One way that you can tell a system is operating properly is by comparing to other systems nearby and making sure they match. To do this well, we will often measure additional gases that are always in the air and are not the target pollutants we’re measuring. This means that is something goes funky with the measurement of this extra gas, we know the system isn’t working. We are investigating ways to use AI and machine learning to create correlations between our systems and publically available data (such as data from local government agency sites) to make sure the measurements are similar. If they do not match, then we have an indication our instruments are not working properly.

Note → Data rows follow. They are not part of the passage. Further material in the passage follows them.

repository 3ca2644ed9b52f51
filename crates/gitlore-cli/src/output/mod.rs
pub mod format;

#[derive(Debug, Clone, Copy, clap::ValueEnum)]
pub enum OutputFormat {
    Text,
    Json,
}
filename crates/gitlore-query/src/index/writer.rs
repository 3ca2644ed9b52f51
use std::path::Path;

use tantivy::{doc, IndexWriter, Term};

use gitlore_core::CommitRecord;

use super::schema::CommitSchema;
use crate::error::QueryError;

/// Records collected during one indexing run, written by a single commit.
#[derive(Debug, Default)]
pub struct WriteBatch {
    records: Vec<CommitRecord>,
}

impl WriteBatch {
    pub fn new() -> Self {
        Self::default()
    }

    pub fn push(&mut self, record: CommitRecord) {
        self.records.push(record);
    }

    pub fn len(&self) -> usize {
        self.records.len()
    }

    pub fn is_empty(&self) -> bool {
        self.records.is_empty()
    }

    pub fn records(&self) -> &[CommitRecord] {
        &self.records
    }
}

/// Writes commit records to the Tantivy index.
pub struct CommitIndexWriter {
    schema: CommitSchema,
    writer: IndexWriter,
}

impl CommitIndexWriter {
    /// Open or create an index at the given path.
    pub fn open(path: &Path) -> Result<Self, QueryError> {
        let schema = CommitSchema::new();
        let index = super::open_or_create(path, &schema)?;

        // 50MB heap for indexing
        let writer = index.writer(50_000_000)?;

        Ok(Self { schema, writer })
    }

    /// Upsert every record in the batch by key and commit once. Nothing is
    /// visible to readers unless the whole batch commits.
    pub fn submit(&mut self, batch: WriteBatch) -> Result<usize, QueryError> {
        let s = &self.schema;
        let count = batch.len();

        for record in batch.records {
            self.writer
                .delete_term(Term::from_field_text(s.key, &record.key));
            self.writer.add_document(doc!(
                s.key => record.key,
                s.id => record.id,
                s.message => record.message,
                s.author_name => record.author_name,
                s.author_email => record.author_email,
                s.time => record.time,
            ))?;
        }

        self.writer.commit()?;
        tracing::debug!("Committed batch of {count} commit record(s)");
        Ok(count)
    }
}
use thiserror::Error;

#[derive(Error, Debug)]
pub enum CoreError {
    #[error("Git operation failed: {0}")]
    Git(#[from] git2::Error),

    #[error("IO error: {0}")]
    Io(#[from] std::io::Error),

    #[error("Commit {commit} has a non UTF-8 {field}")]
    NonUtf8 { commit: String, field: &'static str },

    #[error("Config error: {0}")]
    Config(String),
}
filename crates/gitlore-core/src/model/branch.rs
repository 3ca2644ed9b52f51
use std::collections::HashSet;
use std::str::FromStr;

use crate::error::CoreError;

/// Which branches an indexing run starts from.
#[derive(Debug, Clone, Default, PartialEq, Eq)]
pub enum BranchFilter {
    #[default]
    All,
    Named(HashSet<String>),
}

impl BranchFilter {
    /// No names, or a single empty name, selects every branch.
    pub fn from_names<I, S>(names: I) -> Self
    where
        I: IntoIterator<Item = S>,
        S: Into<String>,
    {
        let names: Vec<String> = names.into_iter().map(Into::into).collect();
        match names.as_slice() {
            [] => Self::All,
            [only] if only.is_empty() => Self::All,
            _ => Self::Named(names.into_iter().collect()),
        }
    }

    pub fn matches(&self, branch: &str) -> bool {
        match self {
            Self::All => true,
            Self::Named(names) => names.contains(branch),
        }
    }
}

/// Where the walk for a selected branch starts.
#[derive(Debug, Clone, Copy, Default, PartialEq, Eq)]
pub enum WalkMode {
    /// Walk each selected branch from its own tip.
    #[default]
    BranchTips,
    /// Walk the repository HEAD once per selected branch. Only the first
    /// selected branch contributes records.
    Head,
}

impl FromStr for WalkMode {
    type Err = CoreError;

    fn from_str(s: &str) -> Result<Self, Self::Err> {
        match s {
            "tips" => Ok(Self::BranchTips),
            "head" => Ok(Self::Head),
            other => Err(CoreError::Config(format!(
                "unknown walk mode '{other}' (expected 'tips' or 'head')"
            ))),
        }
    }
}
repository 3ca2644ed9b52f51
pub mod branch;
pub mod record;

pub use branch::{BranchFilter, WalkMode};
pub use record::{composite_id, CommitRecord};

Another aspect of machine learning we are investigating is natural language models. All of the work we do is based on Quality Assurance Project Plans (QAPPs). If the QAPP is strong and implemented well, the resulting data produced will be the same. Regulatory agencies are required to review these to evaluate the success of a project. We are investigating ways in which an AI can review the project plans and give feedback on what it does well and what it doesn’t. This would allow for a fast way for government agencies to approve/reject QAPPs and for contractors to create QAPPs more easily without as much time going back and forth for review.
Visualization and UI are a big part of these projects as well, and they serve as interesting examples as to what businesses are looking to do with these types of tools, especially in writing and data analytics.